Read Happily Never After Online
Authors: Missy Fleming
Tags: #romance, #thriller, #horror, #suspense, #mystery, #spirits, #paranormal, #gothic, #revenge, #savannah, #ghost, #fairy tale, #shadow, #photography, #haunted, #georgia, #attack, #stalking, #goth, #actor, #stepmother, #complications, #missy fleming, #savannah shadows
Published by
Fire and Ice
A Young Adult Imprint of Melange Books, LLC
White Bear Lake, MN 55110
Happily Never After, Copyright 2013 by Missy
Fleming
ISBN: 978-1-61235-560-3
Names, characters, and incidents depicted in this
book are products of the author’s imagination or are used
fictitiously.

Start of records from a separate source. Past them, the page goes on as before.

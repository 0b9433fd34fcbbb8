//! The six pipeline stages: mine, enrich, filter, score, classify, export.
//!
//! Each stage runner reads its work set from the state manager, does its
//! work through collaborator traits, writes the stage dataset file, and
//! marks completions back into the state. Rate pacing between external calls
//! happens here — never in the state core.

pub mod classify;
pub mod enrich;
pub mod export;
pub mod filter;
pub mod llm;
pub mod mine;
pub mod score;
pub mod store;
pub mod traits;
//! On-disk state schema, legacy migration, and atomic load/save.
//!
//! Loading never fails: a missing file is the first-run condition and a
//! malformed file is logged and replaced by an empty state. Saving fails
//! loudly — an unsaved mutation can be redone, a corrupted file breaks every
//! future run. Writes go through a temp file in the same directory and a
//! rename, so a kill mid-save never leaves a half-written state file.

use std::io::Write;
use std::path::Path;

use chrono::{DateTime, Utc};
use indexmap::IndexMap;
use serde::{Deserialize, Serialize};
use signalscout_common::ScoutError;
use tracing::warn;

use crate::stage::Stage;
use crate::state::TopicRecord;

// ---------------------------------------------------------------------------
// Canonical schema
// ---------------------------------------------------------------------------

/// The full persisted state. Profile and stage maps are insertion-ordered,
/// which is the iteration order the query engine guarantees to callers.
#[derive(Debug, Default, Serialize, Deserialize)]
pub struct StateFile {
    pub profiles: IndexMap<String, ProfileEntry>,
    pub pipeline: PipelineMeta,
}

#[derive(Debug, Default, Serialize, Deserialize)]
pub struct ProfileEntry {
    pub stages: IndexMap<Stage, DateTime<Utc>>,
}

#[derive(Debug, Default, Serialize, Deserialize)]
pub struct PipelineMeta {
    /// Pipeline-wide watermark: when each stage last completed a batch.
    pub last_run: IndexMap<Stage, DateTime<Utc>>,
    pub topics_mined: IndexMap<String, TopicRecord>,
}

// ---------------------------------------------------------------------------
// Raw schema — tolerates the legacy topics form and stray stage keys
// ---------------------------------------------------------------------------

#[derive(Debug, Default, Deserialize)]
struct RawStateFile {
    #[serde(default)]
    profiles: IndexMap<String, RawProfileEntry>,
    #[serde(default)]
    pipeline: RawPipelineMeta,
}

#[derive(Debug, Default, Deserialize)]
struct RawProfileEntry {
    #[serde(default)]
    stages: IndexMap<String, DateTime<Utc>>,
}

#[derive(Debug, Default, Deserialize)]
struct RawPipelineMeta {
    #[serde(default)]
    last_run: IndexMap<String, DateTime<Utc>>,
    #[serde(default)]
    topics_mined: RawTopics,
}

/// `topics_mined` was once a flat list of topic names. Both forms must load.
#[derive(Debug, Deserialize)]
#[serde(untagged)]
enum RawTopics {
    Legacy(Vec<String>),
    Current(IndexMap<String, TopicRecord>),
}

impl Default for RawTopics {
    fn default() -> Self {
        RawTopics::Current(IndexMap::new())
    }
}

/// Upgrade a raw state to the canonical form. Pure, and run exactly once at
/// load time, so no accessor can trigger migration on its own schedule.
///
/// Legacy topic names become completed records with zero results; stage keys
/// that are not part of the pipeline are dropped with a warning rather than
/// poisoning the whole file.
fn migrate(raw: RawStateFile) -> StateFile {
    let profiles = raw
        .profiles
        .into_iter()
        .map(|(handle, entry)| {
            let stages = entry
                .stages
                .into_iter()
                .filter_map(|(key, ts)| match key.parse::<Stage>() {
                    Ok(stage) => Some((stage, ts)),
                    Err(_) => {
                        warn!(handle = handle.as_str(), stage = key.as_str(), "Dropping unknown stage key");
                        None
                    }
                })
                .collect();
            (handle, ProfileEntry { stages })
        })
        .collect();

    let last_run = raw
        .pipeline
        .last_run
        .into_iter()
        .filter_map(|(key, ts)| match key.parse::<Stage>() {
            Ok(stage) => Some((stage, ts)),
            Err(_) => {
                warn!(stage = key.as_str(), "Dropping unknown last_run stage key");
                None
            }
        })
        .collect();

    let topics_mined = match raw.pipeline.topics_mined {
        RawTopics::Current(topics) => topics,
        RawTopics::Legacy(names) => {
            warn!(count = names.len(), "Migrating legacy topic list to record map");
            names
                .into_iter()
                .map(|name| (name, TopicRecord::legacy()))
                .collect()
        }
    };

    StateFile {
        profiles,
        pipeline: PipelineMeta {
            last_run,
            topics_mined,
        },
    }
}

// ---------------------------------------------------------------------------
// Load / save
// ---------------------------------------------------------------------------

/// Read the state file, or return an empty state when it is missing or
/// unparseable. The pipeline must always be able to start cold.
pub fn load_state(path: &Path) -> StateFile {
    let raw = match std::fs::read_to_string(path) {
        Ok(contents) => contents,
        Err(e) if e.kind() == std::io::ErrorKind::NotFound => return StateFile::default(),
        Err(e) => {
            warn!(path = %path.display(), error = %e, "Could not read state file, starting empty");
            return StateFile::default();
        }
    };

    match serde_json::from_str::<RawStateFile>(&raw) {
        Ok(parsed) => migrate(parsed),
        Err(e) => {
            warn!(path = %path.display(), error = %e, "State file is corrupt, starting empty");
            StateFile::default()
        }
    }
}

/// Write the full state, overwriting the previous version atomically.
pub fn save_state(path: &Path, state: &StateFile) -> Result<(), ScoutError> {
    let io_err = |source: std::io::Error| ScoutError::StateIo {
        path: path.to_path_buf(),
        source,
    };

    let dir = path.parent().unwrap_or_else(|| Path::new("."));
    std::fs::create_dir_all(dir).map_err(io_err)?;

    let json = serde_json::to_string_pretty(state).map_err(|e| io_err(std::io::Error::other(e)))?;

    let mut tmp = tempfile::NamedTempFile::new_in(dir).map_err(io_err)?;
    tmp.write_all(json.as_bytes()).map_err(io_err)?;
    tmp.flush().map_err(io_err)?;
    tmp.persist(path).map_err(|e| io_err(e.error))?;
    Ok(())
}
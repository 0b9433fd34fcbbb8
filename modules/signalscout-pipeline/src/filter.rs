//! Stage 3: filter enriched profiles.
//!
//! Drops profiles that are too big (follower ceiling), gone quiet
//! (inactivity ceiling), or have no activity data at all. Dropped profiles
//! keep their reasons for the operator log.

use anyhow::Result;
use signalscout_common::{Config, Profile};
use signalscout_state::{PipelineState, Stage};
use tracing::info;

use crate::store::{load_profiles, save_profiles};

#[derive(Debug, Clone, Copy)]
pub struct FilterRules {
    /// Drop if followers_count >= this.
    pub max_followers: u64,
    /// Drop if days_since_active > this.
    pub max_inactive_days: i64,
}

impl From<&Config> for FilterRules {
    fn from(config: &Config) -> Self {
        Self {
            max_followers: config.max_followers,
            max_inactive_days: config.max_inactive_days,
        }
    }
}

#[derive(Debug)]
pub struct DroppedProfile {
    pub handle: String,
    pub reasons: Vec<String>,
}

#[derive(Debug)]
pub struct FilterOutcome {
    pub passed: Vec<Profile>,
    pub dropped: Vec<DroppedProfile>,
}

/// Apply the drop rules. Pure — no state or file access.
pub fn apply_filters(profiles: Vec<Profile>, rules: &FilterRules) -> FilterOutcome {
    let mut passed = Vec::new();
    let mut dropped = Vec::new();

    for profile in profiles {
        let mut reasons = Vec::new();

        if let Some(followers) = profile.followers_count {
            if followers >= rules.max_followers {
                reasons.push(format!(
                    "followers={followers} (max {})",
                    rules.max_followers
                ));
            }
        }

        match profile.days_since_active {
            Some(days) if days > rules.max_inactive_days => {
                reasons.push(format!(
                    "inactive {days}d (max {}d)",
                    rules.max_inactive_days
                ));
            }
            None if profile.posts.is_empty() => {
                reasons.push("no posts/activity data".to_string());
            }
            _ => {}
        }

        if reasons.is_empty() {
            passed.push(profile);
        } else {
            dropped.push(DroppedProfile {
                handle: profile.handle,
                reasons,
            });
        }
    }

    FilterOutcome { passed, dropped }
}

/// Run the filter stage over the enriched dataset.
pub fn run_filter(state: &mut PipelineState, config: &Config) -> Result<FilterOutcome> {
    let enriched = load_profiles(&config.profiles_enriched_file());
    let input = enriched.len();

    let outcome = apply_filters(enriched, &FilterRules::from(config));

    for drop in &outcome.dropped {
        info!(
            handle = drop.handle.as_str(),
            reasons = drop.reasons.join(", "),
            "Profile dropped"
        );
    }

    save_profiles(&config.profiles_filtered_file(), &outcome.passed)?;

    if !outcome.passed.is_empty() {
        let handles: Vec<String> = outcome.passed.iter().map(|p| p.handle.clone()).collect();
        state.mark_batch_processed(&handles, Stage::Filtered)?;
    }

    info!(
        input,
        passed = outcome.passed.len(),
        dropped = outcome.dropped.len(),
        "Filtering complete"
    );
    Ok(outcome)
}

#[cfg(test)]
mod tests {
    use super::*;
    use signalscout_common::Post;

    const RULES: FilterRules = FilterRules {
        max_followers: 10_000,
        max_inactive_days: 25,
    };

    fn enriched(handle: &str, followers: u64, days_inactive: i64) -> Profile {
        let mut p = Profile::skeleton(handle, None);
        p.followers_count = Some(followers);
        p.days_since_active = Some(days_inactive);
        p.posts = vec![Post::default()];
        p
    }

    #[test]
    fn passes_active_small_accounts() {
        let outcome = apply_filters(vec![enriched("alice", 500, 3)], &RULES);
        assert_eq!(outcome.passed.len(), 1);
        assert!(outcome.dropped.is_empty());
    }

    #[test]
    fn drops_on_follower_ceiling() {
        let outcome = apply_filters(vec![enriched("big", 10_000, 3)], &RULES);
        assert_eq!(outcome.dropped.len(), 1);
        assert!(outcome.dropped[0].reasons[0].contains("followers=10000"));
    }

    #[test]
    fn drops_on_inactivity() {
        let outcome = apply_filters(vec![enriched("quiet", 500, 26)], &RULES);
        assert_eq!(outcome.dropped.len(), 1);
        assert!(outcome.dropped[0].reasons[0].contains("inactive 26d"));
    }

    #[test]
    fn drops_when_no_activity_data_at_all() {
        let bare = Profile::skeleton("ghost", None);
        let outcome = apply_filters(vec![bare], &RULES);
        assert_eq!(outcome.dropped.len(), 1);
        assert_eq!(outcome.dropped[0].reasons[0], "no posts/activity data");
    }

    #[test]
    fn unknown_recency_with_posts_is_kept() {
        let mut p = Profile::skeleton("undated", None);
        p.posts = vec![Post::default()];
        let outcome = apply_filters(vec![p], &RULES);
        assert_eq!(outcome.passed.len(), 1);
    }

    #[test]
    fn collects_multiple_reasons() {
        let outcome = apply_filters(vec![enriched("bigquiet", 50_000, 90)], &RULES);
        assert_eq!(outcome.dropped[0].reasons.len(), 2);
    }

    #[test]
    fn filtering_nothing_leaves_the_watermark_alone() {
        let dir = tempfile::tempdir().unwrap();
        let config = Config::at_data_dir(dir.path());
        let mut state = PipelineState::open(config.state_file());

        save_profiles(
            &config.profiles_enriched_file(),
            &[enriched("big", 99_999, 1)],
        )
        .unwrap();

        let outcome = run_filter(&mut state, &config).unwrap();
        assert!(outcome.passed.is_empty());
        assert!(state.last_run(Stage::Filtered).is_none());
    }

    #[test]
    fn run_filter_marks_passed_profiles() {
        let dir = tempfile::tempdir().unwrap();
        let config = Config::at_data_dir(dir.path());
        let mut state = PipelineState::open(config.state_file());

        save_profiles(
            &config.profiles_enriched_file(),
            &[enriched("alice", 500, 3), enriched("big", 99_999, 1)],
        )
        .unwrap();

        let outcome = run_filter(&mut state, &config).unwrap();
        assert_eq!(outcome.passed.len(), 1);
        assert!(state.is_processed("alice", Stage::Filtered));
        assert!(!state.is_processed("big", Stage::Filtered));
        assert!(state.last_run(Stage::Filtered).is_some());
    }
}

Any resemblance to actual events, locales,
organizations, or persons, living or dead, is entirely coincidental
and beyond the intent of the author or the publisher. No part of
this book may be reproduced or transmitted in any form or by any
means, electronic or mechanical, including photocopying, recording,
or by any information storage and retrieval system, without
permission in writing from the publisher.
Published in the United States of America.
Cover Art by Caroline Andrus
Table of Contents
Happily Never After
Missy
Fleming
There’s no such thing as happy endings.
Savannah, Georgia is rumored to be the most
haunted place in America. Quinn Roberts knows it is. She's felt the
presence of spirits her entire life. Only none of those encounters
ever turned violent, until now. The same darkness feeding off her
stepmother has promised she won’t live to see her eighteenth
birthday and each attack is more terrifying than the last.
Not one to rely on others for help, Quinn
reluctantly lets actor Jason Preston into her life which has
complications of its own. Together they try to figure out what
exactly this ghost wants from her and how to stop it. What they
find is the ghost doesn’t just want to hurt Quinn, it wants
revenge.
It wants her life.
This book
is dedicated to my family, who never stopped believing or
supporting me. And for reading drafts when I needed another set of
eyes. I love you guys so much.
I also have to thank TL Tyson, the best friend,
critique partner, and writer I've come across. Tee, you have been a
great teacher and you'll never know how much its meant to me.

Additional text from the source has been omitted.